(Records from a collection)
==========

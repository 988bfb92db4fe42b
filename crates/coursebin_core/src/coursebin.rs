use std::collections::{HashMap, HashSet, VecDeque};

use chrono::Duration;
use serde::{Deserialize, Serialize};
use serde_json::Value;

use coursebin_logging::{cb_debug, cb_info};

use crate::course::{CourseData, CourseDataError, Timestamp};
use crate::node::{Node, NodeId, NodeKind};
use crate::staleness::{is_stale, CourseKey};
use crate::transform::transform_course;

#[derive(Debug, Clone, thiserror::Error, PartialEq, Eq)]
pub enum CoursebinError {
    #[error("invalid course data: {0}")]
    InvalidCourseData(#[from] CourseDataError),
    #[error("node {0} appears more than once")]
    DuplicateNode(NodeId),
    #[error("node {node} references missing parent {parent}")]
    DanglingParent { node: NodeId, parent: NodeId },
    #[error("course {0} has more than one root")]
    DuplicateRoot(String),
    #[error("saved coursebin is malformed: {0}")]
    Malformed(String),
}

/// Outcome of merging one fetched course into the bin.
#[derive(Debug, Clone, Copy, PartialEq, Eq, Default)]
pub struct MergeSummary {
    /// Nodes that matched an existing node id and kept its user flags.
    pub kept: usize,
    /// Nodes without a previous counterpart.
    pub inserted: usize,
    /// Previous nodes no longer present in the fetched course.
    pub dropped: usize,
}

/// The flat node collection of every course in the bin.
///
/// Nodes live in a `Vec` in collection order; `index` maps ids to positions
/// and `children` maps a parent id to the positions of its children. Both
/// indices are rebuilt after every structural change, and every mutation
/// goes through the methods below.
#[derive(Debug, Clone, Default, Serialize, Deserialize)]
#[serde(try_from = "Vec<Node>", into = "Vec<Node>")]
pub struct Coursebin {
    nodes: Vec<Node>,
    index: HashMap<NodeId, usize>,
    children: HashMap<NodeId, Vec<usize>>,
}

impl PartialEq for Coursebin {
    fn eq(&self, other: &Self) -> bool {
        self.nodes == other.nodes
    }
}

impl TryFrom<Vec<Node>> for Coursebin {
    type Error = CoursebinError;

    fn try_from(nodes: Vec<Node>) -> Result<Self, Self::Error> {
        Self::from_nodes(nodes)
    }
}

impl From<Coursebin> for Vec<Node> {
    fn from(bin: Coursebin) -> Self {
        bin.nodes
    }
}

impl Coursebin {
    pub fn new() -> Self {
        Self::default()
    }

    /// Build a bin from nodes in collection order, checking that ids are
    /// unique, every parent exists and no course has two roots.
    pub fn from_nodes(nodes: Vec<Node>) -> Result<Self, CoursebinError> {
        let mut ids = HashSet::with_capacity(nodes.len());
        let mut roots = HashSet::new();
        for node in &nodes {
            if !ids.insert(&node.node_id) {
                return Err(CoursebinError::DuplicateNode(node.node_id.clone()));
            }
            if node.is_course_root() && !roots.insert(node.course.as_str()) {
                return Err(CoursebinError::DuplicateRoot(node.course.clone()));
            }
        }
        for node in &nodes {
            if let Some(parent) = &node.parent {
                if !ids.contains(parent) {
                    return Err(CoursebinError::DanglingParent {
                        node: node.node_id.clone(),
                        parent: parent.clone(),
                    });
                }
            }
        }

        let mut bin = Self {
            nodes,
            ..Self::default()
        };
        bin.reindex();
        Ok(bin)
    }

    /// Load a saved-profile blob: a JSON array of nodes.
    pub fn load_saved(value: Value) -> Result<Self, CoursebinError> {
        let nodes: Vec<Node> = serde_json::from_value(value)
            .map_err(|err| CoursebinError::Malformed(err.to_string()))?;
        Self::from_nodes(nodes)
    }

    /// The collection as the JSON array sent with jobs and saved profiles.
    pub fn to_saved(&self) -> Result<Value, CoursebinError> {
        serde_json::to_value(&self.nodes).map_err(|err| CoursebinError::Malformed(err.to_string()))
    }

    fn reindex(&mut self) {
        self.index.clear();
        self.children.clear();
        for (position, node) in self.nodes.iter().enumerate() {
            self.index.insert(node.node_id.clone(), position);
            if let Some(parent) = &node.parent {
                self.children
                    .entry(parent.clone())
                    .or_default()
                    .push(position);
            }
        }
    }

    pub fn nodes(&self) -> &[Node] {
        &self.nodes
    }

    pub fn len(&self) -> usize {
        self.nodes.len()
    }

    pub fn is_empty(&self) -> bool {
        self.nodes.is_empty()
    }

    pub fn get(&self, node_id: &str) -> Option<&Node> {
        self.index.get(node_id).map(|&position| &self.nodes[position])
    }

    pub fn contains_course(&self, course: &str) -> bool {
        self.nodes
            .iter()
            .any(|node| node.is_course_root() && node.course == course)
    }

    pub fn children<'a>(&'a self, node_id: &str) -> impl Iterator<Item = &'a Node> + 'a {
        self.children
            .get(node_id)
            .into_iter()
            .flatten()
            .map(move |&position| &self.nodes[position])
    }

    /// Every node below `node_id`, breadth first. The node itself is not
    /// included.
    pub fn descendants(&self, node_id: &str) -> Vec<&Node> {
        self.subtree_positions(node_id)
            .into_iter()
            .skip(1)
            .map(|position| &self.nodes[position])
            .collect()
    }

    /// Real course roots in collection order.
    pub fn course_roots(&self) -> impl Iterator<Item = &Node> {
        self.nodes.iter().filter(|node| node.is_course_root())
    }

    pub fn max_group(&self) -> u32 {
        self.course_roots()
            .filter_map(|node| node.group)
            .max()
            .unwrap_or(0)
    }

    /// Positions of `node_id` and all its descendants in BFS order.
    fn subtree_positions(&self, node_id: &str) -> Vec<usize> {
        let Some(&start) = self.index.get(node_id) else {
            return Vec::new();
        };
        let mut visited = vec![false; self.nodes.len()];
        let mut order = Vec::new();
        let mut queue = VecDeque::from([start]);
        while let Some(position) = queue.pop_front() {
            if std::mem::replace(&mut visited[position], true) {
                continue;
            }
            order.push(position);
            if let Some(kids) = self.children.get(&self.nodes[position].node_id) {
                queue.extend(kids.iter().copied());
            }
        }
        order
    }

    /// Transform `data` and reconcile it with the nodes already held for the
    /// same course.
    ///
    /// Matching node ids keep `exclude`, `exempt` and `group` from the old
    /// node and take everything else from the new one. The merged subtree
    /// takes the place of the old one in collection order; a course seen for
    /// the first time is appended and gets the next free group.
    pub fn merge_course(&mut self, data: &CourseData) -> Result<MergeSummary, CoursebinError> {
        let mut incoming = transform_course(data)?;
        let course = data.name.as_str();

        let mut summary = MergeSummary::default();
        {
            let previous: HashMap<&NodeId, &Node> = self
                .nodes
                .iter()
                .filter(|node| node.course == course && !node.loading)
                .map(|node| (&node.node_id, node))
                .collect();

            for node in &mut incoming {
                match previous.get(&node.node_id) {
                    Some(old) => {
                        node.inherit_user_flags(old);
                        summary.kept += 1;
                    }
                    None => summary.inserted += 1,
                }
            }
            summary.dropped = previous.len() - summary.kept;
        }

        let next_group = self.max_group() + 1;
        if let Some(root) = incoming.first_mut() {
            if root.group.is_none() {
                root.group = Some(next_group);
            }
        }

        let mut insert_at = None;
        let mut remaining = Vec::with_capacity(self.nodes.len() + incoming.len());
        for node in std::mem::take(&mut self.nodes) {
            if node.course == course {
                insert_at.get_or_insert(remaining.len());
            } else {
                remaining.push(node);
            }
        }
        let at = insert_at.unwrap_or(remaining.len());
        remaining.splice(at..at, incoming);
        self.nodes = remaining;
        self.reindex();

        cb_info!(
            "Merged course {} ({}): kept={} inserted={} dropped={}",
            course,
            data.term,
            summary.kept,
            summary.inserted,
            summary.dropped
        );
        Ok(summary)
    }

    /// Remove every node of `course` except loading placeholders, which
    /// belong to a fetch still in flight. Returns the number removed.
    pub fn delete_course(&mut self, course: &str) -> usize {
        let before = self.nodes.len();
        self.nodes.retain(|node| node.course != course || node.loading);
        let removed = before - self.nodes.len();
        if removed > 0 {
            self.reindex();
        }
        cb_debug!("Deleted course {}: {} nodes removed", course, removed);
        removed
    }

    /// Insert the loading placeholder for `course`. No-op if present.
    pub fn add_loading(&mut self, course: &str) -> bool {
        let placeholder = Node::loading_placeholder(course);
        if self.index.contains_key(&placeholder.node_id) {
            return false;
        }
        self.nodes.push(placeholder);
        self.reindex();
        true
    }

    pub fn remove_loading(&mut self, course: &str) -> bool {
        let id = NodeId::loading(course);
        let before = self.nodes.len();
        self.nodes.retain(|node| node.node_id != id);
        if self.nodes.len() == before {
            return false;
        }
        self.reindex();
        true
    }

    fn node_mut(&mut self, node_id: &str) -> Option<&mut Node> {
        let position = *self.index.get(node_id)?;
        self.nodes.get_mut(position)
    }

    /// Flip `exclude` on exactly this node. Unknown ids are ignored.
    pub fn toggle_exclude(&mut self, node_id: &str) -> bool {
        match self.node_mut(node_id) {
            Some(node) => {
                node.exclude = !node.exclude;
                true
            }
            None => false,
        }
    }

    /// Flip `exempt` on exactly this node. Unknown ids are ignored.
    pub fn toggle_exempt(&mut self, node_id: &str) -> bool {
        match self.node_mut(node_id) {
            Some(node) => {
                node.exempt = !node.exempt;
                true
            }
            None => false,
        }
    }

    /// Set `exempt` on the node and its whole subtree. Returns how many
    /// nodes were written.
    pub fn recursive_set_exempt(&mut self, node_id: &str, value: bool) -> usize {
        let positions = self.subtree_positions(node_id);
        for &position in &positions {
            self.nodes[position].exempt = value;
        }
        positions.len()
    }

    /// Reassign the group of a course root. Groups are positive, so zero is
    /// rejected like an unknown id.
    pub fn set_group(&mut self, node_id: &str, group: u32) -> bool {
        if group == 0 {
            return false;
        }
        match self.node_mut(node_id) {
            Some(node) if node.is_course_root() => {
                node.group = Some(group);
                true
            }
            _ => false,
        }
    }

    /// Renumber groups densely from 1, keeping their relative order.
    pub fn start_group_from_one(&mut self) {
        let mut groups: Vec<u32> = self.course_roots().filter_map(|node| node.group).collect();
        groups.sort_unstable();
        groups.dedup();
        let mapping: HashMap<u32, u32> = groups
            .into_iter()
            .zip(1..)
            .collect();

        for node in self.nodes.iter_mut().filter(|node| node.is_course_root()) {
            if let Some(group) = node.group {
                node.group = mapping.get(&group).copied();
            }
        }
    }

    /// Give the i-th course root group `i`, ignoring previous values.
    pub fn reset_groups(&mut self) {
        for (node, group) in self
            .nodes
            .iter_mut()
            .filter(|node| node.is_course_root())
            .zip(1..)
        {
            node.group = Some(group);
        }
    }

    /// Include or exclude every section. Other node kinds are untouched.
    pub fn set_include_all(&mut self, included: bool) -> usize {
        let mut touched = 0;
        for node in self.nodes.iter_mut().filter(|node| node.is_section()) {
            node.exclude = !included;
            touched += 1;
        }
        touched
    }

    /// Courses whose data is older than `lifetime`, or carries no timestamp.
    pub fn stale_courses(&self, now: Timestamp, lifetime: Duration) -> Vec<CourseKey> {
        self.course_roots()
            .filter(|node| is_stale(node.updated, now, lifetime))
            .filter_map(|node| {
                node.term
                    .as_ref()
                    .map(|term| CourseKey::new(node.course.clone(), term.clone()))
            })
            .collect()
    }

    /// Sections that are not excluded, over all sections below `node_id`.
    pub fn section_counts(&self, node_id: &str) -> (usize, usize) {
        let sections = self.descendants(node_id);
        let sections = sections.iter().filter(|node| node.kind == NodeKind::Section);
        sections.fold((0, 0), |(active, total), node| {
            (active + usize::from(!node.exclude), total + 1)
        })
    }
}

==========

▶ Task statement: Search the entries above for "total". Show every line that has it.

▶ Answer area:
        sections.fold((0, 0), |(active, total), node| {
            (active + usize::from(!node.exclude), total + 1)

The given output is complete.